When computing returns for CAPM/Fama-French factor regression, using raw stock returns instead of subtracting the risk-free rate (Rf) violates standard financial econometric methodology. CAPM/FF regression requires excess returns (Return - Rf); using raw returns produces incorrect beta estimates that misrepresent a stock's systematic risk exposure. This leads to fundamentally flawed risk attribution and portfolio construction decisions.

### `AP-MACRO-DATA-006` — Percentage vs Decimal Unit Mismatch in Factor Data <sub>(high)</sub>

When importing Fama-French factors from CSV files, failing to divide percentage-formatted factors (e.g., 5.2) by 100 before regression causes coefficients scaled by 100x. This produces statistically invalid inference and meaningless factor loadings. The same issue applies to risk-free rate values, corrupting all CAPM beta calculations downstream.
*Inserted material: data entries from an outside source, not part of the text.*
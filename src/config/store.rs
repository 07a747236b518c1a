//! `[store]` section configuration.
//!
//! Locations of the settings record and the page list. Relative paths are
//! resolved against the project root.

use super::defaults;
use educe::Educe;
use serde::{Deserialize, Serialize};
use std::path::PathBuf;

/// `[store]` section in seokit.toml.
///
/// # Example
/// ```toml
/// [store]
/// settings = "data/seo-settings.json"
/// pages = "data/pages.json"
/// ```
#[derive(Debug, Clone, Educe, Serialize, Deserialize)]
#[educe(Default)]
#[serde(deny_unknown_fields)]
pub struct StoreSection {
    /// JSON file holding every scope's settings.
    #[serde(default = "defaults::store::settings")]
    #[educe(Default = defaults::store::settings())]
    pub settings: PathBuf,

    /// JSON array of page descriptors.
    #[serde(default = "defaults::store::pages")]
    #[educe(Default = defaults::store::pages())]
    pub pages: PathBuf,
}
### `AP-MACRO-DATA-007` — Insufficient Regression Observations for Statistical Validity <sub>(medium)</sub>

When implementing factor regression analysis, using fewer than 20 data points after filtering (inner join, winsorization, date range) produces unreliable or undefined t-statistics and p-values. OLS with insufficient observations produces meaningless regression coefficients, making it impossible to distinguish significant factor exposures from noise. This commonly occurs when combining multiple data sources with missing values.

### `AP-MACRO-DATA-012` — Frequency Column Enforcement Missing in Time Series Schema <sub>(medium)</sub>

When creating PostgreSQL schema for time series tables without explicit frequency column enforcement of 'MONTHLY' or 'DAILY' text values, mixed frequency data corrupts regression calculations. Combining incompatible data frequencies produces statistically invalid regression results. The database must enforce frequency consistency to prevent silent data corruption.

### `AP-MACRO-DATA-013` — PostgreSQL Fork in Multiprocessing Context <sub>(medium)</sub>

When implementing multiprocessing for parallel regression execution using fork start method with psycopg2 database connections, child processes inherit corrupted connection state. This causes 'connection already closed' errors or corrupted connection state in child processes, resulting in failed database writes and incomplete factor regression calculations.